A great view of the moon during the recently concluded Artemis 1 mission.
picture: NASA

With the race back to the Moon heating up – and with plans for long-term human habitation – reliable communications are a key issue. With dozens of plans for experiments of varying sizes and scopes that need to communicate with each other and the Earth, the European Space Agency has opened a call to help build the required A group of communication services. called “moonlight”, order It will include a unified lunar clock.

Today, the European Space Agency has opened up Applications For private companies to help with the Moonlighting Program. The program will see the launch of three or four satellites to the Moon, to be deployed in its orbit to provide continuous communications and navigation coverage of the lunar surface and back to Earth.

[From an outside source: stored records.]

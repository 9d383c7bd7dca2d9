//! Interrupt-level control.
//!
//! The scheduler's critical sections run with interrupts masked; this
//! module is the one place that knows how. On bare metal it wraps the
//! CPU flags, elsewhere a software level stands in so the same
//! discipline (and the same assertions) hold under `cargo test`. It also
//! tracks whether we are inside the timer handler and carries the
//! deferred "yield on return" request the tick path uses for preemption.

use core::sync::atomic::{AtomicBool, Ordering};

/// Interrupts on or off.
#[derive(Debug, Clone, Copy, PartialEq, Eq)]
pub enum IntrLevel {
    Off,
    On,
}

#[cfg(target_os = "none")]
mod level {
    use super::IntrLevel;
    use x86_64::instructions::interrupts as hw;

    pub fn get() -> IntrLevel {
        if hw::are_enabled() {
            IntrLevel::On
        } else {
            IntrLevel::Off
        }
    }

    pub fn set(level: IntrLevel) {
        match level {
            IntrLevel::On => hw::enable(),
            IntrLevel::Off => hw::disable(),
        }
    }

    pub fn wait() {
        hw::enable_and_hlt();
    }
}

#[cfg(not(target_os = "none"))]
mod level {
    use super::IntrLevel;
    use core::sync::atomic::{AtomicBool, Ordering};

    static ENABLED: AtomicBool = AtomicBool::new(false);

    pub fn get() -> IntrLevel {
        if ENABLED.load(Ordering::SeqCst) {
            IntrLevel::On
        } else {
            IntrLevel::Off
        }
    }

    pub fn set(l: IntrLevel) {
        ENABLED.store(l == IntrLevel::On, Ordering::SeqCst);
    }

    pub fn wait() {
        set(IntrLevel::On);
        core::hint::spin_loop();
    }
}

static IN_CONTEXT: AtomicBool = AtomicBool::new(false);
static YIELD_ON_RETURN: AtomicBool = AtomicBool::new(false);

/// Current interrupt level.
pub fn get_level() -> IntrLevel {
    level::get()
}

/// Set the interrupt level; returns the previous one.
pub fn set_level(l: IntrLevel) -> IntrLevel {
    let old = level::get();
    level::set(l);
    old
}

/// Mask interrupts; returns the previous level for `set_level`.
pub fn disable() -> IntrLevel {
    set_level(IntrLevel::Off)
}

/// Unmask interrupts; returns the previous level.
pub fn enable() -> IntrLevel {
    assert!(
        !in_context(),
        "interrupts cannot be enabled inside an interrupt handler"
    );
    set_level(IntrLevel::On)
}

/// Run `f` with interrupts masked, restoring the previous level after.
pub fn without_interrupts<T>(f: impl FnOnce() -> T) -> T {
    let old = disable();
    let result = f();
    set_level(old);
    result
}

/// True while an interrupt handler (the timer tick) is executing.
pub fn in_context() -> bool {
    IN_CONTEXT.load(Ordering::SeqCst)
}

pub(crate) fn set_context(value: bool) {
    IN_CONTEXT.store(value, Ordering::SeqCst);
}

/// Ask for the CPU to be yielded once the interrupt handler returns.
pub fn yield_on_return() {
    YIELD_ON_RETURN.store(true, Ordering::SeqCst);
}

pub(crate) fn take_yield_request() -> bool {
    YIELD_ON_RETURN.swap(false, Ordering::SeqCst)
}

/// Enable interrupts and wait for the next one. The idle thread parks
/// here; on bare metal the enable and the halt are atomic.
pub fn wait() {
    level::wait();
}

The satellite’s constellation orbits will be optimized to cover the lunar south pole, which has been chosen as the location where Astronauts mission Artemis will eventually Land.

“This will allow missions to maintain links to and from Earth, guiding them on their way around the Moon and on the surface, allowing them to focus on their core missions,” said Wael El Daly, system engineer at Moonlight. post esa. “But also, Moonlight will need a shared common date range in order to connect missions and facilitate site repairs.”

The satellite's orbits will be optimized for the lunar south pole, which is the expected landing site for future manned missions to the moon.

Moonlight needs a common lunar reference time in order to provide accurate position data to users on the lunar surface. In order to keep time on various lunar missions in the past, each mission has synchronized its clocks with those on Earth and used antennas in space to correct for drifts in time. The European Space Agency says that this solution will prove insufficient as Space agencies plan to send more humans and autonomous rovers to the moon than ever before. These different teams may need to communicate with each other, meet, or make joint observations, and a unified clock can smooth out issues in this regard.

said the European Space Agency in the post Discussions about lunar timekeeping began during a meeting at the European Space Agency’s European Space Research and Technology Center in the Netherlands last November. But talk of a unified timing of the moon came as part of a larger effort to agree on and establish NASA Luna Netwhich is a digital architectural network that can be used for communication and navigation on the moon.

Javier Ventura-Traveset, ESA Moonlight Navigation, said: “LunaNet is a framework of mutually agreed standards, protocols and interface requirements, allowing future lunar missions to work together, conceptually similar to what we did on Earth for common use. for GPS and Galileo”. boss. “Now, in the context of the Moon, we have the opportunity to agree on our interoperability approach from the start, before the systems are actually implemented.”

There is no set release date for Moonlight satellites, but the European Space Agency plans to use Moon Pathfinder In preparation for the moonlight initiative. pathfinder, It’s set to launch in 2025, and (eventually) Moonlight will help deliver astronauts on the lunar surface, like those who are part of NASA’s return to the moon.